Tonio no esperaba. Desenfundaba la doble hilera de teclas de marfil y empezaba a tocar de inmediato. Con frecuencia ejecutaba partituras de Vivaldi, o de Scarlatti, o de un compositor más oscuro y melancólico de Venecia, un patricio llamado Benedetto Marcello. Y al cabo de unos minutos notaba que ella se dejaba caer lánguidamente a su lado.
Tan pronto como escuchaba la voz de Marianna entremezclarse con la suya, se llenaba de alborozo. La brillante y potente voz de soprano de Tonio subía más, pero la de ella tenía un matiz más pleno y fascinante. Marianna rebuscaba las arias que más le gustaban entre sus viejas partituras o, después de hacerle recitar alguna poesía que él acababa de aprender, le ponía música.
—¡Eres un espejo! —exclamaba Marianna cuando seguía perfectamente un intrincado pasaje. Alargando la nota, lentamente, con destreza, sólo para escuchar el tono perfecto de Tonio. Y entonces, lo cogía de repente entre sus cariñosas y fuertes manos y exclamaba:
—¿Me quieres?
—Claro que te quiero. Te lo dije ayer y anteayer, pero ya lo has olvidado.

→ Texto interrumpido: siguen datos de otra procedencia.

use std::collections::BTreeMap;
use tsdb_core::{MetricId, MetricType};

/// A metric's full catalog entry: identity, configuration, and tags.
#[derive(Debug, Clone, PartialEq)]
pub struct MetricRecord {
    /// The metric's id.
    pub metric_id: MetricId,
    /// Display name, if one was ever supplied.
    pub name: Option<String>,
    /// Tags observed for this metric.
    pub tags: BTreeMap<String, String>,
    /// Gauge or counter.
    pub metric_type: MetricType,
    /// Seconds per sample window.
    pub step: i32,
    /// Ring capacity.
    pub slots: i32,
}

Era la exclamación más conmovedora que ella profería, un grito que salía de lo más profundo de su alma. Se mordía el labio, abría desmesuradamente los ojos, los entornaba. Él siempre le daba lo que ella quería, pero en el fondo sufría.
Cada mañana, cuando abría los ojos, sabía si su madre era feliz o desdichada. Lo podía palpar. Así, organizaba sus horas de estudio de manera que pudiera escapar cuanto antes a su lado.
A pesar de todo ello, Tonio no la comprendía.
Y empezaba a advertir que la soledad infantil, las habitaciones vacías y silenciosas, aquel vasto y sombrío
palazzo
, tenían tanto que ver con la timidez y el aislamiento de su madre como con la anticuada severidad de su padre.
A fin de cuentas, ¿por qué Marianna no tenía amigas, cuando el Ospedale della Pietá estaba lleno de damas de categoría, y muchas, incluso expósitas, casadas con caballeros de buenas familias?
Su madre, sin embargo, nunca hablaba de ese lugar. Nunca salía.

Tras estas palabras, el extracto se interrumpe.